DESCRIPTION OF THE TASK: Among the lines of data below, reproduce only those from the one with "pub enum InteractionOutcome" through the one with "#[derive(Debug, Clone)]", exactly as they stand, both ends included.

(Records from a data source)

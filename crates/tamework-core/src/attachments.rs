//! Appearance attachment maps and their serialized form
//!
//! A creature's look is described by slot → attachment id pairs. The map is
//! stored on items as a JSON object string.

use crate::error::Result;
use indexmap::IndexMap;

/// Attachment slot name → attachment id
pub type AttachmentMap = IndexMap<String, String>;

/// Serialize an attachment map to its stored JSON form
pub fn encode_attachments(attachments: &AttachmentMap) -> Result<String> {
    Ok(serde_json::to_string(attachments)?)
}

/// Parse a stored attachment JSON object
pub fn decode_attachments(json: &str) -> Result<AttachmentMap> {
    Ok(serde_json::from_str(json)?)
}

/// Check that every required pair appears in `actual` with the same value
///
/// An empty requirement never matches, so an override without attachment
/// constraints can't shadow the default icon.
pub fn matches_required(required: &AttachmentMap, actual: &AttachmentMap) -> bool {
    if required.is_empty() || actual.is_empty() {
        return false;
    }
    required
        .iter()
        .all(|(key, value)| actual.get(key).is_some_and(|found| found == value))
}

#[cfg(test)]
mod tests {
    use super::*;

    fn map(pairs: &[(&str, &str)]) -> AttachmentMap {
        pairs
            .iter()
            .map(|(k, v)| (k.to_string(), v.to_string()))
            .collect()
    }

    #[test]
    fn test_encode_decode() {
        let original = map(&[("Color", "Red"), ("Horns", "Short")]);
        let json = encode_attachments(&original).unwrap();
        assert_eq!(json, r#"{"Color":"Red","Horns":"Short"}"#);
        assert_eq!(decode_attachments(&json).unwrap(), original);
    }

    #[test]
    fn test_decode_rejects_malformed() {
        assert!(decode_attachments("{not json").is_err());
        assert!(decode_attachments("[1,2]").is_err());
    }

    #[test]
    fn test_matches_required_subset() {
        let required = map(&[("Color", "Red")]);
        assert!(matches_required(&required, &map(&[("Color", "Red"), ("Size", "L")])));
        assert!(!matches_required(&required, &map(&[("Color", "Blue")])));
        assert!(!matches_required(&required, &map(&[("Size", "L")])));
    }

    #[test]
    fn test_matches_required_empty_sides() {
        assert!(!matches_required(&AttachmentMap::new(), &map(&[("Color", "Red")])));
        assert!(!matches_required(&map(&[("Color", "Red")]), &AttachmentMap::new()));
    }
}
//! Capture and spawn transitions
//!
//! Both entry points normalize what they know into an [`InteractionRequest`]
//! and call [`CaptureSpawnEngine::handle`], which decides between:
//! - capture: a creature is targeted; snapshot it into the held item
//! - spawn: nothing is targeted; release the creature a filled item holds
//!
//! Must run on the world's own queue, since it reads and writes entity and
//! inventory state through [`World`].

use crate::error::{Error, Result};
use crate::host::{CreatureView, InteractionType, PlayerView, Pose, Vector3, World};
use crate::icon::resolve_filled_icon;
use crate::tracker::{CaptureIntent, CaptureTracker};
use std::sync::Arc;
use tamework_core::{
    decode_attachments, encode_attachments, keys, AttachmentMap, CreatureId, EntityHandle,
    FeatureConfig, FeatureRegistry, ItemStack, NetworkId, PlayerId, RoleIndex, SlotIndex,
};
use tamework_store::OwnershipStore;
use tracing::{info, warn};

/// Distance in front of the player a released creature appears
pub const SPAWN_FORWARD_DISTANCE: f64 = 1.5;

/// Height above the player's feet a released creature appears
pub const SPAWN_OFFSET_Y: f64 = 0.5;

/// Marked-target slot creature behaviors use for their owner
pub const BONDED_TARGET_SLOT: &str = "MasterTarget";

/// What an interaction is aimed at
#[derive(Debug, Clone, Copy, PartialEq, Eq)]
pub enum CaptureTarget {
    /// A live entity handed over by the host
    Entity(EntityHandle),
    /// A network id reported by the client
    Network(NetworkId),
}

/// An interaction, normalized from either entry point
#[derive(Debug, Clone, PartialEq)]
pub struct InteractionRequest {
    pub player: PlayerId,
    pub action: InteractionType,
    /// The item being used
    pub item: ItemStack,
    /// Hotbar slot holding the item; `None` means the active slot
    pub slot: Option<SlotIndex>,
    pub target: Option<CaptureTarget>,
}

/// Why an interaction did nothing
#[derive(Debug, Clone, Copy, PartialEq, Eq)]
pub enum IgnoreReason {
    /// The item has no feature config
    NoConfig,
    /// The item's config doesn't enable the spawner
    SpawnerDisabled,
    /// Only primary and use actions capture or spawn
    UnsupportedAction,
    /// No item, or no item in the reported slot
    EmptySlot,
    /// The reported slot isn't a hotbar slot
    InvalidSlot,
    /// The item holds no creature to release
    NotFilled,
}

/// What an interaction did
#[derive(Debug)]
pub enum InteractionOutcome {
    Ignored(IgnoreReason),
    /// Capture refused because someone else owns the creature
    Denied { creature: CreatureId, owner: PlayerId },
    Captured {
        creature: CreatureId,
        slot: SlotIndex,
        owner: Option<PlayerId>,
        /// Whether the immediate write to the slot landed
        written: bool,
    },
    Spawned {
        creature: CreatureId,
        handle: EntityHandle,
        owner: Option<PlayerId>,
    },
    Failed(Error),
}

impl InteractionOutcome {
    pub fn is_ignored(&self) -> bool {
        matches!(self, InteractionOutcome::Ignored(_))
    }
}

/// Presentation state copied off a creature before it can disappear
#[derive(Debug, Clone, Default, PartialEq)]
struct CaptureSnapshot {
    attachments: Option<AttachmentMap>,
    attachments_json: Option<String>,
    role_index: Option<RoleIndex>,
    name_key: Option<String>,
    icon_path: Option<String>,
}

impl CaptureSnapshot {
    fn take(world: &dyn World, creature: &CreatureView) -> Self {
        let attachments_json = creature
            .attachments
            .as_ref()
            .and_then(|attachments| match encode_attachments(attachments) {
                Ok(json) => Some(json),
                Err(e) => {
                    warn!(entity = %creature.handle, error = %e, "failed to encode attachments");
                    None
                }
            });
        let name_key = creature
            .role_index
            .and_then(|role| world.role_name_key(role))
            .filter(|key| !key.trim().is_empty());
        Self {
            attachments: creature.attachments.clone(),
            attachments_json,
            role_index: creature.role_index,
            name_key,
            icon_path: creature.icon_path.clone(),
        }
    }
}

/// Runs capture and spawn against a world
#[derive(Debug, Clone)]
pub struct CaptureSpawnEngine {
    registry: Arc<FeatureRegistry>,
    store: Arc<OwnershipStore>,
    tracker: Arc<CaptureTracker>,
}

impl CaptureSpawnEngine {
    pub fn new(
        registry: Arc<FeatureRegistry>,
        store: Arc<OwnershipStore>,
        tracker: Arc<CaptureTracker>,
    ) -> Self {
        Self {
            registry,
            store,
            tracker,
        }
    }

    pub fn registry(&self) -> &FeatureRegistry {
        &self.registry
    }

    /// Capture or spawn, depending on whether a target is present
    ///
    /// Never fails outward; problems are logged and reported as
    /// [`InteractionOutcome::Failed`].
    pub fn handle(
        &self,
        world: &dyn World,
        request: &InteractionRequest,
        config: &FeatureConfig,
    ) -> InteractionOutcome {
        if !config.spawner_enabled {
            return InteractionOutcome::Ignored(IgnoreReason::SpawnerDisabled);
        }
        if request.item.is_empty() {
            return InteractionOutcome::Ignored(IgnoreReason::EmptySlot);
        }
        if !request.action.triggers_spawner() {
            info!(action = ?request.action, item = %request.item.item_id, "spawner ignoring action");
            return InteractionOutcome::Ignored(IgnoreReason::UnsupportedAction);
        }
        let Some(player) = world.player(request.player) else {
            warn!(player = %request.player, item = %request.item.item_id, "player not found for interaction");
            return InteractionOutcome::Failed(Error::PlayerNotFound(request.player));
        };

        let result = match request.target {
            Some(target) => self.capture(world, &player, request, target, config),
            None => self.spawn(world, &player, request, config),
        };
        result.unwrap_or_else(|e| {
            warn!(player = %player.id, item = %request.item.item_id, error = %e, "spawner interaction failed");
            InteractionOutcome::Failed(e)
        })
    }

    fn capture(
        &self,
        world: &dyn World,
        player: &PlayerView,
        request: &InteractionRequest,
        target: CaptureTarget,
        config: &FeatureConfig,
    ) -> Result<InteractionOutcome> {
        let item_id = &request.item.item_id;
        // A target that isn't a live creature aborts before anything is written.
        let creature = match target {
            CaptureTarget::Entity(handle) => world
                .creature(handle)
                .ok_or(Error::EntityNotFound(handle))?,
            CaptureTarget::Network(id) => world
                .entity_by_network_id(id)
                .and_then(|handle| world.creature(handle))
                .ok_or(Error::NetworkEntityNotFound(id))?,
        };

        let snapshot = CaptureSnapshot::take(world, &creature);
        info!(
            item = %item_id,
            role = config.role_id().unwrap_or("<none>"),
            model = creature.model_asset_id.as_deref().unwrap_or("<none>"),
            attachments_present = snapshot.attachments_json.is_some(),
            "capture snapshot"
        );
        let resolved_icon = resolve_filled_icon(
            config,
            &self.registry,
            snapshot.attachments.as_ref(),
            item_id.as_str(),
        );

        let existing_owner = self.store.owner_of(creature.id);
        if let Some(owner) = existing_owner {
            if config.owner_restricted && owner != player.id {
                info!(player = %player.id, item = %item_id, creature = %creature.id, %owner, "capture denied, not owner");
                return Ok(InteractionOutcome::Denied {
                    creature: creature.id,
                    owner,
                });
            }
        }
        let owner = if config.capture_clears_owner {
            None
        } else {
            Some(existing_owner.unwrap_or(player.id))
        };

        let slot = request.slot.unwrap_or(player.active_hotbar_slot);
        let mut updated = request
            .item
            .clone()
            .with_metadata(keys::CAPTURED, true)
            .with_metadata(keys::TARGET_UUID, creature.id.as_uuid());
        if let CaptureTarget::Network(id) = target {
            updated = updated.with_metadata(keys::TARGET_ENTITY_ID, id.0);
        }
        if let Some(json) = &snapshot.attachments_json {
            updated = updated.with_metadata(keys::ATTACHMENTS, json.as_str());
        }
        let updated = updated.with_owner(owner);

        let written = match world.set_hotbar_item(player.id, slot, updated) {
            Ok(()) => {
                world.mark_inventory_changed(player.id);
                true
            }
            Err(e) => {
                warn!(player = %player.id, slot, error = %e, "failed to update held item");
                false
            }
        };

        // The host may still swap the slot for a stateful variant, so the
        // resolver gets a chance to stamp whatever lands there.
        let expected = config.filled_item_id().unwrap_or(item_id);
        let mut intent = CaptureIntent::new(expected.as_str());
        intent.slot_hint = Some(slot);
        intent.target_network_id = match target {
            CaptureTarget::Network(id) => Some(id),
            CaptureTarget::Entity(_) => None,
        };
        intent.target_creature = Some(creature.id);
        intent.attachments_json = snapshot.attachments_json;
        intent.role_index = snapshot.role_index;
        intent.name_key = snapshot.name_key;
        intent.icon_path = snapshot.icon_path;
        intent.resolved_icon = resolved_icon;
        intent.owner = owner;
        self.tracker.record(player.id, intent);

        self.store.clear_owner(creature.id);
        if config.capture_clears_owner {
            if let Err(e) = world.set_marked_target(creature.handle, BONDED_TARGET_SLOT, None) {
                warn!(entity = %creature.handle, error = %e, "failed to clear bonded target");
            }
        }

        info!(
            player = %player.id,
            item = %item_id,
            slot,
            entity = ?target,
            capture_clears_owner = config.capture_clears_owner,
            "capture recorded"
        );
        Ok(InteractionOutcome::Captured {
            creature: creature.id,
            slot,
            owner,
            written,
        })
    }

    fn spawn(
        &self,
        world: &dyn World,
        player: &PlayerView,
        request: &InteractionRequest,
        config: &FeatureConfig,
    ) -> Result<InteractionOutcome> {
        let item = &request.item;
        if !is_filled(item, config) {
            info!(item = %item.item_id, "spawn ignored, item not filled");
            return Ok(InteractionOutcome::Ignored(IgnoreReason::NotFilled));
        }

        let role_id = config
            .role_id()
            .ok_or_else(|| Error::MissingRole(item.item_id.clone()))?;
        let role = world
            .role_index(role_id)
            .ok_or_else(|| Error::RoleNotFound(role_id.to_string()))?;

        let pose = spawn_pose(&player.pose);
        let spawned = world.spawn_creature(role, &pose)?;
        self.apply_stored_attachments(world, item, spawned.handle);

        let owner = item
            .owner()
            .or_else(|| config.spawn_assigns_owner.then_some(player.id));
        if let Some(owner) = owner {
            self.store.set_owner(spawned.id, Some(owner));
        }
        if config.spawn_assigns_owner {
            // Bond to the owner if they're around, otherwise to whoever released it.
            let bonded = owner
                .and_then(|owner| world.player(owner))
                .map(|view| view.handle)
                .unwrap_or(player.handle);
            if let Err(e) = world.set_marked_target(spawned.handle, BONDED_TARGET_SLOT, Some(bonded)) {
                warn!(entity = %spawned.handle, error = %e, "failed to set bonded target");
            }
        }

        info!(
            player = %player.id,
            item = %item.item_id,
            role = role_id,
            creature = %spawned.id,
            spawn_assigns_owner = config.spawn_assigns_owner,
            "spawn completed"
        );
        Ok(InteractionOutcome::Spawned {
            creature: spawned.id,
            handle: spawned.handle,
            owner,
        })
    }

    fn apply_stored_attachments(&self, world: &dyn World, item: &ItemStack, creature: EntityHandle) {
        let Some(json) = item.attachments_json().filter(|json| !json.trim().is_empty()) else {
            return;
        };
        let attachments = match decode_attachments(json) {
            Ok(attachments) => attachments,
            Err(e) => {
                warn!(item = %item.item_id, error = %e, "failed to parse stored attachments");
                return;
            }
        };
        if let Err(e) = world.apply_attachments(creature, &attachments) {
            warn!(entity = %creature, error = %e, "failed to apply attachments");
        }
    }
}

/// Whether an item holds a creature that can be released
pub fn is_filled(item: &ItemStack, config: &FeatureConfig) -> bool {
    item.item_id.is_stateful()
        || item.captured_flag() == Some(true)
        || config.spawner_allow_uncaptured
}

/// Pose a released creature spawns at, in front of `player`
pub fn spawn_pose(player: &Pose) -> Pose {
    let yaw = f64::from(player.facing_yaw());
    let forward = Vector3::new(-yaw.sin(), 0.0, -yaw.cos());
    let position = Vector3::new(
        player.position.x + forward.x * SPAWN_FORWARD_DISTANCE,
        player.position.y + SPAWN_OFFSET_Y,
        player.position.z + forward.z * SPAWN_FORWARD_DISTANCE,
    );
    Pose::new(position, player.rotation)
}
//! Tamework Store - durable creature ownership
//!
//! Keeps the creature → owner mapping in memory and mirrors every mutation
//! to a single JSON file in the plugin data directory.

mod error;
mod store;

pub use error::{Error, Result};
pub use store::{OwnershipStore, OWNERS_FILE_NAME};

SOLUTION:
pub enum InteractionOutcome {
    Ignored(IgnoreReason),
    /// Capture refused because someone else owns the creature
    Denied { creature: CreatureId, owner: PlayerId },
    Captured {
        creature: CreatureId,
        slot: SlotIndex,
        owner: Option<PlayerId>,
        /// Whether the immediate write to the slot landed
        written: bool,
    },
    Spawned {
        creature: CreatureId,
        handle: EntityHandle,
        owner: Option<PlayerId>,
    },
    Failed(Error),
}

impl InteractionOutcome {
    pub fn is_ignored(&self) -> bool {
        matches!(self, InteractionOutcome::Ignored(_))
    }
}

/// Presentation state copied off a creature before it can disappear
#[derive(Debug, Clone, Default, PartialEq)]
struct CaptureSnapshot {
    attachments: Option<AttachmentMap>,
    attachments_json: Option<String>,
    role_index: Option<RoleIndex>,
    name_key: Option<String>,
    icon_path: Option<String>,
}

impl CaptureSnapshot {
    fn take(world: &dyn World, creature: &CreatureView) -> Self {
        let attachments_json = creature
            .attachments
            .as_ref()
            .and_then(|attachments| match encode_attachments(attachments) {
                Ok(json) => Some(json),
                Err(e) => {
                    warn!(entity = %creature.handle, error = %e, "failed to encode attachments");
                    None
                }
            });
        let name_key = creature
            .role_index
            .and_then(|role| world.role_name_key(role))
            .filter(|key| !key.trim().is_empty());
        Self {
            attachments: creature.attachments.clone(),
            attachments_json,
            role_index: creature.role_index,
            name_key,
            icon_path: creature.icon_path.clone(),
        }
    }
}

/// Runs capture and spawn against a world
#[derive(Debug, Clone)]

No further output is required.